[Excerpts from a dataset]
────────────────────
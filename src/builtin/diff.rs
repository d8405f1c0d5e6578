//! diff / patch grammar

use crate::grammar::{Grammar, Mode};
use crate::token::TokenType;

fn meta(begin: &str) -> Mode {
    Mode::new().class(TokenType::Meta).begin(begin).relevance(10)
}

fn file_header(begin: &str, end: &str) -> Mode {
    Mode::new().class(TokenType::Comment).begin(begin).end(end)
}

/// Create the diff grammar definition
pub(crate) fn diff_grammar() -> Grammar {
    Grammar::new("diff").alias(&["patch"]).contains(vec![
        meta(r"^@@ +\-\d+,\d+ +\+\d+,\d+ +@@$").into(),
        meta(r"^\*\*\* +\d+,\d+ +\*\*\*\*$").into(),
        meta(r"^\-\-\- +\d+,\d+ +\-\-\-\-$").into(),
        file_header("Index: ", "$").into(),
        file_header("={3,}", "$").into(),
        file_header(r"^\-{3}", "$").into(),
        file_header(r"^\*{3} ", "$").into(),
        file_header(r"^\+{3}", "$").into(),
        file_header(r"\*{5}", r"\*{5}$").into(),
        Mode::new()
            .class(TokenType::Addition)
            .begin(r"^\+")
            .end("$")
            .into(),
        Mode::new()
            .class(TokenType::Deletion)
            .begin(r"^\-")
            .end("$")
            .into(),
        Mode::new()
            .class(TokenType::Addition)
            .begin(r"^\!")
            .end("$")
            .into(),
    ])
}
────────────────────
Copy every line of the data where "Mode" is found.

use crate::grammar::{Grammar, Mode};
fn meta(begin: &str) -> Mode {
    Mode::new().class(TokenType::Meta).begin(begin).relevance(10)
fn file_header(begin: &str, end: &str) -> Mode {
    Mode::new().class(TokenType::Comment).begin(begin).end(end)
        Mode::new()
        Mode::new()
        Mode::new()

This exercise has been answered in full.